Les secteurs situés sur la droite oblique sont ceux pour lesquels on s’attend à des pertes comparables en novembre par rapport à avril. Il peut s’agir de secteurs très affectés par les restrictions (hébergement-restauration) ou au contraire de secteurs peu affectés (agroalimentaire). Les secteurs situés au-dessus de la droite sont ceux qui devraient moins souffrir en novembre qu’en avril. On note en particulier le cas de la construction, dont l’activité avait chuté de 60% lors du premier confinement, et qui pourrait ne reculer « que » de 30% lors du deuxième confinement. Aucun secteur ne se situe sous la droite oblique, ce qui signifie qu’aucun secteur ne devrait être affecté davantage qu’en avril, même si l’hétérogénéité peut être forte à l’intérieur d’un secteur.
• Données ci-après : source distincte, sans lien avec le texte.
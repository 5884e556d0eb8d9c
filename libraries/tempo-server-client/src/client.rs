//! Main Tempo API client.

use crate::error::{Result, ServerClientError};
use crate::types::{FavoriteRequest, MessageResponse, ServerConfig, TrackResponse};
use async_trait::async_trait;
use reqwest::{Client, Method, RequestBuilder, Response};
use std::sync::Arc;
use std::time::Duration;
use tempo_core::{Track, TrackId, TrackProvider};
use tokio::sync::RwLock;
use tracing::{debug, info, warn};
use url::Url;

/// Client for a Tempo server.
///
/// Cloning is cheap and shares the HTTP connection pool and the token.
///
/// # Example
///
/// ```ignore
/// use tempo_server_client::{ServerConfig, TempoServerClient};
///
/// let client = TempoServerClient::new(ServerConfig::with_token("http://localhost:8000/api", "token"))?;
/// let tracks = client.get_tracks().await?;
/// println!("Found {} tracks", tracks.len());
/// ```
#[derive(Clone)]
pub struct TempoServerClient {
    http: Client,
    base: Url,
    config: Arc<ServerConfig>,
    access_token: Arc<RwLock<Option<String>>>,
}

impl TempoServerClient {
    /// Create a new client with the given configuration.
    pub fn new(config: ServerConfig) -> Result<Self> {
        if config.url.trim().is_empty() {
            return Err(ServerClientError::InvalidUrl("URL cannot be empty".into()));
        }

        let base = Url::parse(config.url.trim())
            .map_err(|e| ServerClientError::InvalidUrl(format!("{}: {}", config.url, e)))?;
        if !matches!(base.scheme(), "http" | "https") || base.cannot_be_a_base() {
            return Err(ServerClientError::InvalidUrl(
                "URL must start with http:// or https://".into(),
            ));
        }

        let http = Client::builder()
            .timeout(Duration::from_secs(config.timeout_secs))
            .connect_timeout(Duration::from_secs(config.connect_timeout_secs))
            .user_agent(format!("Tempo/{}", env!("CARGO_PKG_VERSION")))
            .build()?;

        let access_token = config.access_token.clone();
        Ok(Self {
            http,
            base,
            config: Arc::new(config),
            access_token: Arc::new(RwLock::new(access_token)),
        })
    }

    pub fn base_url(&self) -> &Url {
        &self.base
    }

    pub fn config(&self) -> &ServerConfig {
        &self.config
    }

    pub async fn is_authenticated(&self) -> bool {
        self.access_token.read().await.is_some()
    }

    /// Replace the bearer token (`None` to log out).
    pub async fn set_token(&self, token: Option<String>) {
        *self.access_token.write().await = token;
    }

    /// Build an endpoint URL under the base.
    ///
    /// Each `/`-separated part of `path` becomes a percent-encoded segment;
    /// `{key}` inside a part is replaced by `key`.
    pub fn endpoint(&self, path: &str, key: Option<&str>) -> Result<Url> {
        let mut url = self.base.clone();
        {
            let mut segments = url
                .path_segments_mut()
                .map_err(|()| ServerClientError::InvalidUrl(self.base.to_string()))?;
            segments.pop_if_empty();
            for part in path.split('/').filter(|part| !part.is_empty()) {
                match key {
                    Some(key) => segments.push(&part.replace("{key}", key)),
                    None => segments.push(part),
                };
            }
        }
        Ok(url)
    }

    async fn request(&self, method: Method, url: Url) -> RequestBuilder {
        let builder = self.http.request(method, url);
        match self.access_token.read().await.as_deref() {
            Some(token) => builder.bearer_auth(token),
            None => builder,
        }
    }

    /// Send and turn non-2xx statuses into errors.
    async fn send(&self, builder: RequestBuilder) -> Result<Response> {
        let response = builder.send().await.map_err(|e| {
            if e.is_connect() || e.is_timeout() {
                ServerClientError::ServerUnreachable(e.to_string())
            } else {
                ServerClientError::Request(e)
            }
        })?;

        let status = response.status();
        if status.is_success() {
            return Ok(response);
        }

        if matches!(status.as_u16(), 401 | 403) {
            warn!(status = status.as_u16(), "Server rejected credentials");
            return Err(ServerClientError::AuthRequired);
        }

        let error_text = response.text().await.unwrap_or_default();
        let message = serde_json::from_str::<MessageResponse>(&error_text)
            .map(|body| body.message)
            .ok()
            .filter(|message| !message.is_empty())
            .unwrap_or(error_text);
        Err(ServerClientError::ServerError {
            status: status.as_u16(),
            message,
        })
    }

    async fn fetch_track_list(&self, path: &str) -> Result<Vec<Track>> {
        let url = self.endpoint(path, None)?;
        debug!(url = %url, "Fetching track list");

        let response = self.send(self.request(Method::GET, url).await).await?;
        let tracks: Vec<TrackResponse> = response.json().await.map_err(|e| {
            ServerClientError::ParseError(format!("Failed to parse {} response: {}", path, e))
        })?;

        debug!(path, count = tracks.len(), "Fetched track list");
        Ok(tracks.into_iter().map(Track::from).collect())
    }

    /// `GET /tracks`
    pub async fn get_tracks(&self) -> Result<Vec<Track>> {
        self.fetch_track_list("tracks").await
    }

    /// `GET /favorites`
    pub async fn get_favorites(&self) -> Result<Vec<Track>> {
        self.fetch_track_list("favorites").await
    }

    async fn change_favorite(&self, method: Method, id: &TrackId) -> Result<MessageResponse> {
        let url = self.endpoint("favorites", None)?;
        let request = self
            .request(method.clone(), url)
            .await
            .json(&FavoriteRequest::new(id));
        let response = self.send(request).await?;

        let reply = response.json::<MessageResponse>().await.unwrap_or_default();
        info!(track_id = %id, %method, message = %reply.message, "Favorites updated");
        Ok(reply)
    }

    /// `POST /favorites`
    pub async fn add_favorite(&self, id: &TrackId) -> Result<MessageResponse> {
        self.change_favorite(Method::POST, id).await
    }

    /// `DELETE /favorites`
    pub async fn remove_favorite(&self, id: &TrackId) -> Result<MessageResponse> {
        self.change_favorite(Method::DELETE, id).await
    }

    /// Add or remove depending on the current flag
    pub async fn toggle_favorite(&self, id: &TrackId, is_favorite: bool) -> Result<MessageResponse> {
        if is_favorite {
            self.remove_favorite(id).await
        } else {
            self.add_favorite(id).await
        }
    }

    /// Download a resource as raw bytes.
    pub async fn fetch_bytes(&self, url: Url) -> Result<Vec<u8>> {
        let response = self.send(self.request(Method::GET, url).await).await?;
        Ok(response.bytes().await?.to_vec())
    }

    /// Download a resource as text.
    pub async fn fetch_text(&self, url: Url) -> Result<String> {
        let response = self.send(self.request(Method::GET, url).await).await?;
        Ok(response.text().await?)
    }
}

#[async_trait]
impl TrackProvider for TempoServerClient {
    async fn get_tracks(&self) -> tempo_core::Result<Vec<Track>> {
        Ok(TempoServerClient::get_tracks(self).await?)
    }

    async fn get_favorites(&self) -> tempo_core::Result<Vec<Track>> {
        Ok(TempoServerClient::get_favorites(self).await?)
    }
}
La dernière étape consiste à multiplier chaque perte d’activité attendue par la part du secteur correspondant dans le PIB. On additionne alors les contributions des secteurs pour obtenir l’impact agrégé du reconfinement sur l’activité durant chaque mois de restrictions. Il serait de l’ordre de −20% par rapport à un mois normal, contre −30% en avril.

Une année 2020 à −11%

Les chiffres de l’Insee pour les trois premiers trimestres indiquent un acquis de « croissance » de −8,3% pour l’année 2020 : si le 4ème trimestre était stable par rapport au 3ème, la croissance de l’année serait de −8,3%. Malheureusement, le reconfinement devrait déboucher sur un recul du PIB au 4ème trimestre par rapport au 3ème.

En octobre, l’économie évoluait environ 5% en-dessous de la normale. En novembre, la chute de 20% par rapport à la normale (due au reconfinement) revient donc à une baisse de 15% par rapport à octobre. Un mois de confinement suivi d’une période durant lesquelles des restrictions fortes continueraient de peser sur l’économie aboutiraient à une réduction d’environ 2,5 points de la croissance annuelle. La prévision de croissance pour l’année 2020 s’obtient finalement en additionnant l’acquis du 3ème trimestre (−8,3%) et la perte attendue au 4ème trimestre (−2,5%, octobre ayant été stable par rapport à septembre), donc environ −11% au total sur l’ensemble de l’année 2020 par rapport à 2019.